18. INDEMNITY. You will defend, indemnify and hold harmless TLS, its employees, agents and subcontractors, from and against all third party claims, lawsuits, including reasonable attorneys’ fees, and losses asserted by a third party against TLS and its affiliates arising from, caused by or in any way related to (a) your or your End User’s use of the Service contrary to Applicable Laws or the Documentation or in violation of the EULA or this Agreement; or (b) any claim for subrogation, indemnification or contribution. TLS will defend, indemnify and hold harmless Customer, its employees, agents and subcontractors, from and against all third party claims, lawsuits, including reasonable attorneys’ fees, and losses asserted by a third party against Customer and its affiliates arising from, caused by or in any way related to (i) the Service, including the Service app, as delivered and used in compliance with Applicable Laws and the Documentation, and consistent with the EULA and this Agreement, infringes or misappropriates any intellectual property right of the third party. In no event will TLS have any obligations or liability under this section arising from: (i) use of the Service in a modified form or in combination with materials not furnished by TLS, except for Devices sold by TLS or approved for use with the Service in writing by TLS in the Documentation; or (ii) any data provided by Customer or its End Users. The party seeking indemnification will promptly notify the other party of the claim and cooperate with the other party in defending the claim. The indemnifying party will have full control and authority over the defense, except that: (i) any settlement requiring the party seeking indemnification to admit liability requires prior written consent, not to be unreasonably withheld or delayed and (ii) the other party may join in the defense with its own counsel at its own expense. THE INDEMNITIES ABOVE ARE CUSTOMER’S ONLY REMEDY AND TLS’ SOLE LIABILITY UNDER THIS AGREEMENT FOR VIOLATION OF A THIRD PARTY’S INTELLECTUAL PROPERTY RIGHTS.

19. RELEASE. YOU HEREBY WAIVE, RELEASE AND DISCHARGE TLS OF ANY LIABILITY ASSOCIATED WITH YOUR AND YOUR END USERS’ USE OF THE SERVICE, THE DEVICES CONNECTED THERETO, AND SERVICES THEREIN AND OUR FAILURE, OR THE FAILURE OF YOUR END USERS, TO TRANSMIT AND/OR RECEIVE ALERT CONDITIONS.

20. TERM. The term of this Agreement shall commence on the date that you accept this Agreement and shall continue for the period of one (1) year unless terminated earlier. This Agreement and the subscription to the Service will automatically renew at the end of the initial one (1) year period and each subsequent renewal period, in each case for a one (1) year renewal period unless either party provides the other with a non-renewal notice no less than 30 days prior to the lapse of the then-current period. On the effective date of termination of this Agreement, TLS will disconnect your access to the Service. YOU AGREE THAT UPON ANY TERMINATION OF THIS AGREEMENT, TLS SHALL BE PERMITTED TO DISCONTINUE ALL SERVICES.

21. TERMINATION. This Agreement shall automatically terminate without notice upon the occurrence of any of the following: (i) the breach by the Customer or any of its End Users of any of the terms contained herein or in the EULA, which is not cured within thirty (10) days after notice by TLS; or (ii) the cessation of business by Customer. Customer shall have the right to terminate this Agreement at any time by sending TLS a written notice of termination at least thirty (30) days before the end of the then current subscription period. For the avoidance of doubt, the requirement of a written notice may be satisfied by sending a notice in the same manner and using the same medium in which this Agreement was accepted, to the extent allowable under applicable laws. For example, should this Agreement be entered into electronically within a secure session through the Internet as may be permitted under applicable laws then written notice shall include sending a notice via electronic means using the Internet.
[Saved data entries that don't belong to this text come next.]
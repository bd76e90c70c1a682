//! Static assets written next to the generated pages

use std::fmt::Write as _;
use std::fs;
use std::path::{Path, PathBuf};

use crate::config::HighlighterConfig;
use crate::error::{Error, Result};
use crate::page::{COPY_CLASS, LOADING_CLASS, RENDERED_CLASS};

pub const STYLESHEET_FILE: &str = "glint.css";
pub const CONFIG_FILE: &str = "glint-config.json";

/// Background tint and accent bar per highlight level, light then dark
const LEVEL_TINTS: [(&str, &str); 4] = [
    ("rgba(250, 189, 47, 0.18)", "rgba(250, 189, 47, 0.14)"),
    ("rgba(131, 165, 152, 0.22)", "rgba(131, 165, 152, 0.18)"),
    ("rgba(211, 134, 155, 0.22)", "rgba(211, 134, 155, 0.18)"),
    ("rgba(251, 73, 52, 0.20)", "rgba(251, 73, 52, 0.18)"),
];
const LEVEL_ACCENTS: [(&str, &str); 4] = [
    ("#d79921", "#fabd2f"),
    ("#458588", "#83a598"),
    ("#b16286", "#d3869b"),
    ("#cc241d", "#fb4934"),
];

/// Selectors that put the page in dark mode
fn dark_roots(config: &HighlighterConfig) -> Vec<String> {
    config
        .dark_indicators
        .iter()
        .flat_map(|d| [format!("html.{}", d), format!("html[data-theme=\"{}\"]", d)])
        .collect()
}

fn level_rules(out: &mut String, prefix: &str, dark: bool) {
    for level in 1..=4 {
        let (tint, accent) = if dark {
            (LEVEL_TINTS[level - 1].1, LEVEL_ACCENTS[level - 1].1)
        } else {
            (LEVEL_TINTS[level - 1].0, LEVEL_ACCENTS[level - 1].0)
        };
        let _ = writeln!(
            out,
            "{prefix}pre.glint .line.highlighted.hl-{level} {{ background-color: {tint}; box-shadow: inset 3px 0 0 {accent}; }}"
        );
    }
}

/// The stylesheet: block chrome plus the four highlight-level treatments
pub fn stylesheet(config: &HighlighterConfig) -> String {
    let mut css = String::new();

    let _ = writeln!(
        css,
        ".{RENDERED_CLASS} {{ position: relative; }}\n\
         pre.glint {{ margin: 0; padding: 0.75em 0; overflow-x: auto; border-radius: 4px; }}\n\
         pre.glint code {{ display: block; background: none; padding: 0; }}\n\
         pre.glint .line {{ display: inline-block; min-width: 100%; padding: 0 1em; box-sizing: border-box; }}\n\
         pre.glint .line.diff.add {{ background-color: rgba(16, 185, 129, 0.16); }}\n\
         pre.glint .line.diff.remove {{ background-color: rgba(244, 63, 94, 0.16); opacity: 0.7; }}\n\
         pre.glint.has-focused .line:not(.focused) {{ opacity: 0.55; filter: blur(0.04rem); }}\n\
         pre.glint .line.error {{ background-color: rgba(244, 63, 94, 0.16); }}\n\
         pre.glint .line.warning {{ background-color: rgba(234, 179, 8, 0.16); }}\n\
         .{COPY_CLASS} {{ position: absolute; top: 0.4em; right: 0.4em; opacity: 0; transition: opacity 0.1s; cursor: pointer; }}\n\
         .{RENDERED_CLASS}:hover .{COPY_CLASS}, .{COPY_CLASS}:focus {{ opacity: 1; }}\n\
         .{COPY_CLASS}[data-state=\"copied\"] {{ opacity: 1; }}\n\
         .{LOADING_CLASS} {{ opacity: 0.6; transition: opacity 0.2s; }}"
    );

    level_rules(&mut css, "", false);

    for root in dark_roots(config) {
        level_rules(&mut css, &format!("{} ", root), true);
    }

    css.push_str("@media (prefers-color-scheme: dark) {\n");
    level_rules(&mut css, "  ", true);
    css.push_str("}\n");

    css
}

/// The configuration as literal data
pub fn config_json(config: &HighlighterConfig) -> Result<String> {
    config
        .to_json()
        .map_err(|e| Error::Config(format!("cannot serialize config: {}", e)))
}

/// Write both assets into `dir`, creating it if needed
pub fn write_assets(dir: &Path, config: &HighlighterConfig) -> Result<Vec<PathBuf>> {
    fs::create_dir_all(dir)?;

    let css_path = dir.join(STYLESHEET_FILE);
    fs::write(&css_path, stylesheet(config))?;

    let config_path = dir.join(CONFIG_FILE);
    fs::write(&config_path, config_json(config)?)?;

    tracing::info!(dir = %dir.display(), "assets written");
    Ok(vec![css_path, config_path])
}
22. GOVERNING LAW. This Agreement will be governed by and interpreted in accordance with the law of the State of New Jersey without reference to its choice of law rules. This Agreement shall be deemed to be performed in New Jersey. Both parties irrevocably submit to the jurisdiction of the federal district court located in Trenton, New Jersey for any action or proceeding regarding this Agreement, and both parties waive any right to object to the jurisdiction or venue of the united states district court in Trenton, New Jersey. In the event a dispute arises regarding this Agreement, the prevailing party shall be entitled to its reasonable attorneys’ fees and expenses incurred in addition to any other relief to which it is entitled. No waiver shall be effective unless made in writing and signed by an authorized representative of the waiving party.

23. ASSIGNMENT. You shall not assign or otherwise transfer your rights or obligations under this Agreement to a third party unless such assignment is approved in writing by TLS. This Agreement shall inure to the benefit of and bind the parties’ successors and permitted assigns.

24. TAXES. You shall be responsible for all sales, use and other taxes and all applicable duties, levies and export fees and similar charges imposed by any federal, state or local government entity on the service fees you pay, excluding taxes based solely upon TLS’s income.

25. SEVERABILITY. If any provision of this Agreement is held by a court of competent jurisdiction to be unenforceable, such provision will be deleted and re-interpreted to the extent necessary to comply with law and interpreted and substituted to accomplish the objectives of such provision to the greatest extent possible under applicable law. The remaining provisions of this Agreement will continue in full force and effect.

26. FORCE MAJEURE. Other than for your payment obligations, neither party shall be liable for any delay or nonperformance due to acts of God, natural casualties, pandemics and delays due to pandemics, war, terrorism, material shortages, transportation and communications delays, energy shortages and disruptions, trade embargoes, governmental regulations, strikes, civil unrest and/or other causes beyond the reasonable control of a party (a “Force Majeure Event”). If a Force Majeure Event occurs, the party whose performance is affected shall give the other party written notice within ten (10) days of such occurrence, detailing the circumstances of the Force Majeure Event and an estimate of the anticipated delay in performance. The party whose performance is affected will use commercially reasonable efforts to develop a mutually acceptable work around plan in an attempt to minimize the impact of the Force Majeure Event. Performance shall be promptly resumed upon termination of the Force Majeure Event.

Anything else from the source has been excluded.